Exercise => Exactly as written, restate the material below from its first line through the line containing "pub enum SourceLocation", and stop there.

Entries supplied =>
────────────────────────────────────────
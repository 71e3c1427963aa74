//! Document loaders for files, directories, and web pages.
//!
//! A [`SourceLocation`] names where documents come from. A
//! [`DocumentLoader`] first [expands](DocumentLoader::expand) it into
//! individually loadable sources (a directory becomes its files), then
//! [loads](DocumentLoader::load) each one into [`Document`]s. Expanding
//! before loading lets the pipeline report a failure per file instead of
//! per directory.

use std::fmt;
use std::path::{Path, PathBuf};

use async_trait::async_trait;
use tracing::debug;
use walkdir::WalkDir;

use crate::document::{Document, FILE_TYPE_KEY};
use crate::error::{RagError, Result};

/// File formats the loaders understand.
#[derive(Debug, Clone, Copy, PartialEq, Eq, Hash)]
pub enum FileKind {
    /// Plain text (`.txt`).
    Text,
    /// Markdown (`.md`, `.markdown`), loaded as plain text.
    Markdown,
    /// PDF (`.pdf`), one document per page.
    Pdf,
}

impl FileKind {
    /// Every supported format.
    pub const ALL: [FileKind; 3] = [FileKind::Text, FileKind::Markdown, FileKind::Pdf];

    /// Detect the format from a file extension, case-insensitively.
    pub fn from_path(path: &Path) -> Option<Self> {
        let ext = path.extension()?.to_str()?.to_ascii_lowercase();
        match ext.as_str() {
            "txt" => Some(FileKind::Text),
            "md" | "markdown" => Some(FileKind::Markdown),
            "pdf" => Some(FileKind::Pdf),
            _ => None,
        }
    }

    /// The `file_type` metadata value.
    pub fn as_str(self) -> &'static str {
        match self {
            FileKind::Text => "txt",
            FileKind::Markdown => "md",
            FileKind::Pdf => "pdf",
        }
    }
}

/// Where to load documents from.
#[derive(Debug, Clone, PartialEq, Eq)]
pub enum SourceLocation {
    /// A directory scanned recursively for files of the given kinds.
    /// Hidden files and directories are skipped.
    Directory {
        /// The directory root.
        path: PathBuf,
        /// Formats to pick up.
        kinds: Vec<FileKind>,
    },
    /// A single file; its format is taken from the extension.
    File(PathBuf),
    /// A web page fetched over HTTP(S).
    Url(String),
}

impl SourceLocation {
    /// A directory scanned for every supported format.
    pub fn dir(path: impl Into<PathBuf>) -> Self {
        SourceLocation::Directory { path: path.into(), kinds: FileKind::ALL.to_vec() }
    }

    /// A directory scanned for `.txt` and `.md` files.
    pub fn text_dir(path: impl Into<PathBuf>) -> Self {
        SourceLocation::Directory {
            path: path.into(),
            kinds: vec![FileKind::Text, FileKind::Markdown],
        }
    }

    /// A directory scanned for `.pdf` files.
    pub fn pdf_dir(path: impl Into<PathBuf>) -> Self {
        SourceLocation::Directory { path: path.into(), kinds: vec![FileKind::Pdf] }
    }

    /// Interpret a command-line argument: `http://` and `https://` prefixes
    /// are URLs, existing directories are scanned, anything else is a file.
    pub fn parse(arg: &str) -> Self {
        if arg.starts_with("http://") || arg.starts_with("https://") {
            SourceLocation::Url(arg.to_string())
        } else if Path::new(arg).is_dir() {
            SourceLocation::dir(arg)
        } else {
            SourceLocation::File(PathBuf::from(arg))
        }
    }
}

impl fmt::Display for SourceLocation {
    fn fmt(&self, f: &mut fmt::Formatter<'_>) -> fmt::Result {
        match self {
            SourceLocation::Directory { path, .. } | SourceLocation::File(path) => {
                write!(f, "{}", path.display())
            }
            SourceLocation::Url(url) => f.write_str(url),
        }
    }
}

/// Turns [`SourceLocation`]s into [`Document`]s.
#[async_trait]
pub trait DocumentLoader: Send + Sync {
    /// Resolve a location into the sources that [`load`](Self::load)
    /// accepts. The default returns the location unchanged.
    fn expand(&self, source: &SourceLocation) -> Result<Vec<SourceLocation>> {
        Ok(vec![source.clone()])
    }

    /// Load the documents of one expanded source.
    async fn load(&self, source: &SourceLocation) -> Result<Vec<Document>>;
}

/// The default loader: text and Markdown files always, PDFs with the `pdf`
/// feature, and web pages with the `web` feature.
pub struct SourceLoader {
    #[cfg(feature = "web")]
    web: crate::web::WebLoader,
}

impl SourceLoader {
    /// Create a loader with default settings.
    pub fn new() -> Result<Self> {
        Ok(Self {
            #[cfg(feature = "web")]
            web: crate::web::WebLoader::new()?,
        })
    }

    /// Replace the web page loader.
    #[cfg(feature = "web")]
    pub fn with_web_loader(mut self, web: crate::web::WebLoader) -> Self {
        self.web = web;
        self
    }
}

#[async_trait]
impl DocumentLoader for SourceLoader {
    fn expand(&self, source: &SourceLocation) -> Result<Vec<SourceLocation>> {
        match source {
            SourceLocation::Directory { path, kinds } => {
                let files = discover_files(path, kinds)?;
                debug!(directory = %path.display(), file_count = files.len(), "scanned directory");
                Ok(files.into_iter().map(SourceLocation::File).collect())
            }
            other => Ok(vec![other.clone()]),
        }
    }

    async fn load(&self, source: &SourceLocation) -> Result<Vec<Document>> {
        match source {
            SourceLocation::File(path) => load_file(path).await,
            SourceLocation::Url(url) => {
                #[cfg(feature = "web")]
                {
                    Ok(vec![self.web.load(url).await?])
                }
                #[cfg(not(feature = "web"))]
                {
                    Err(RagError::ingestion(url, "loading URLs requires the `web` feature"))
                }
            }
            SourceLocation::Directory { .. } => {
                let mut documents = Vec::new();
                for file in self.expand(source)? {
                    documents.extend(self.load(&file).await?);
                }
                Ok(documents)
            }
        }
    }
}

fn is_hidden(entry: &walkdir::DirEntry) -> bool {
    entry.depth() > 0 && entry.file_name().to_str().is_some_and(|name| name.starts_with('.'))
}

/// Recursively list files under `root` whose format is one of `kinds`,
/// sorted by path.
pub fn discover_files(root: &Path, kinds: &[FileKind]) -> Result<Vec<PathBuf>> {
    let location = root.display().to_string();
    if !root.is_dir() {
        return Err(RagError::ingestion(location, "not a directory"));
    }

    let mut files = Vec::new();
    for entry in WalkDir::new(root).into_iter().filter_entry(|e| !is_hidden(e)) {
        let entry = entry.map_err(|e| RagError::ingestion(location.clone(), e.to_string()))?;
        if entry.file_type().is_file()
            && FileKind::from_path(entry.path()).is_some_and(|kind| kinds.contains(&kind))
        {
            files.push(entry.into_path());
        }
    }
    files.sort();
    Ok(files)
}

/// Load one file according to its extension.
pub async fn load_file(path: &Path) -> Result<Vec<Document>> {
    match FileKind::from_path(path) {
        Some(kind @ (FileKind::Text | FileKind::Markdown)) => {
            Ok(vec![load_text(path, kind).await?])
        }
        Some(FileKind::Pdf) => load_pdf(path).await,
        None => Err(RagError::ingestion(path.display().to_string(), "unsupported file format")),
    }
}

async fn load_text(path: &Path, kind: FileKind) -> Result<Document> {
    let source = path.display().to_string();
    let text = tokio::fs::read_to_string(path)
        .await
        .map_err(|e| RagError::ingestion(source.clone(), e.to_string()))?;
    debug!(source = %source, chars = text.chars().count(), "loaded text file");
    Ok(Document::new(source, text).with_metadata(FILE_TYPE_KEY, kind.as_str()))
}

/// Load a PDF as one document per non-blank page, numbered from 1.
///
/// Text extraction is CPU-bound and runs on the blocking thread pool.
#[cfg(feature = "pdf")]
pub async fn load_pdf(path: &Path) -> Result<Vec<Document>> {
    let source = path.display().to_string();
    let bytes = tokio::fs::read(path)
        .await
        .map_err(|e| RagError::ingestion(source.clone(), e.to_string()))?;

    let pages =
        tokio::task::spawn_blocking(move || pdf_extract::extract_text_from_mem_by_pages(&bytes))
            .await
            .map_err(|e| {
                RagError::ingestion(source.clone(), format!("PDF extraction failed: {e}"))
            })?
            .map_err(|e| RagError::ingestion(source.clone(), format!("unreadable PDF: {e}")))?;

    let documents: Vec<Document> = pages
        .into_iter()
        .enumerate()
        .filter(|(_, text)| !text.trim().is_empty())
        .map(|(i, text)| {
            Document::new(source.clone(), text)
                .with_page(i as u32 + 1)
                .with_metadata(FILE_TYPE_KEY, FileKind::Pdf.as_str())
        })
        .collect();

    debug!(source = %source, page_count = documents.len(), "loaded PDF");
    Ok(documents)
}

#[cfg(not(feature = "pdf"))]
pub async fn load_pdf(path: &Path) -> Result<Vec<Document>> {
    Err(RagError::ingestion(path.display().to_string(), "loading PDFs requires the `pdf` feature"))
}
────────────────────────────────────────
Written answer =>
repository 71e3c1427963aa74
//! Document loaders for files, directories, and web pages.
//!
//! A [`SourceLocation`] names where documents come from. A
//! [`DocumentLoader`] first [expands](DocumentLoader::expand) it into
//! individually loadable sources (a directory becomes its files), then
//! [loads](DocumentLoader::load) each one into [`Document`]s. Expanding
//! before loading lets the pipeline report a failure per file instead of
//! per directory.

use std::fmt;
use std::path::{Path, PathBuf};

use async_trait::async_trait;
use tracing::debug;
use walkdir::WalkDir;

use crate::document::{Document, FILE_TYPE_KEY};
use crate::error::{RagError, Result};

/// File formats the loaders understand.
#[derive(Debug, Clone, Copy, PartialEq, Eq, Hash)]
pub enum FileKind {
    /// Plain text (`.txt`).
    Text,
    /// Markdown (`.md`, `.markdown`), loaded as plain text.
    Markdown,
    /// PDF (`.pdf`), one document per page.
    Pdf,
}

impl FileKind {
    /// Every supported format.
    pub const ALL: [FileKind; 3] = [FileKind::Text, FileKind::Markdown, FileKind::Pdf];

    /// Detect the format from a file extension, case-insensitively.
    pub fn from_path(path: &Path) -> Option<Self> {
        let ext = path.extension()?.to_str()?.to_ascii_lowercase();
        match ext.as_str() {
            "txt" => Some(FileKind::Text),
            "md" | "markdown" => Some(FileKind::Markdown),
            "pdf" => Some(FileKind::Pdf),
            _ => None,
        }
    }

    /// The `file_type` metadata value.
    pub fn as_str(self) -> &'static str {
        match self {
            FileKind::Text => "txt",
            FileKind::Markdown => "md",
            FileKind::Pdf => "pdf",
        }
    }
}

/// Where to load documents from.
#[derive(Debug, Clone, PartialEq, Eq)]
pub enum SourceLocation {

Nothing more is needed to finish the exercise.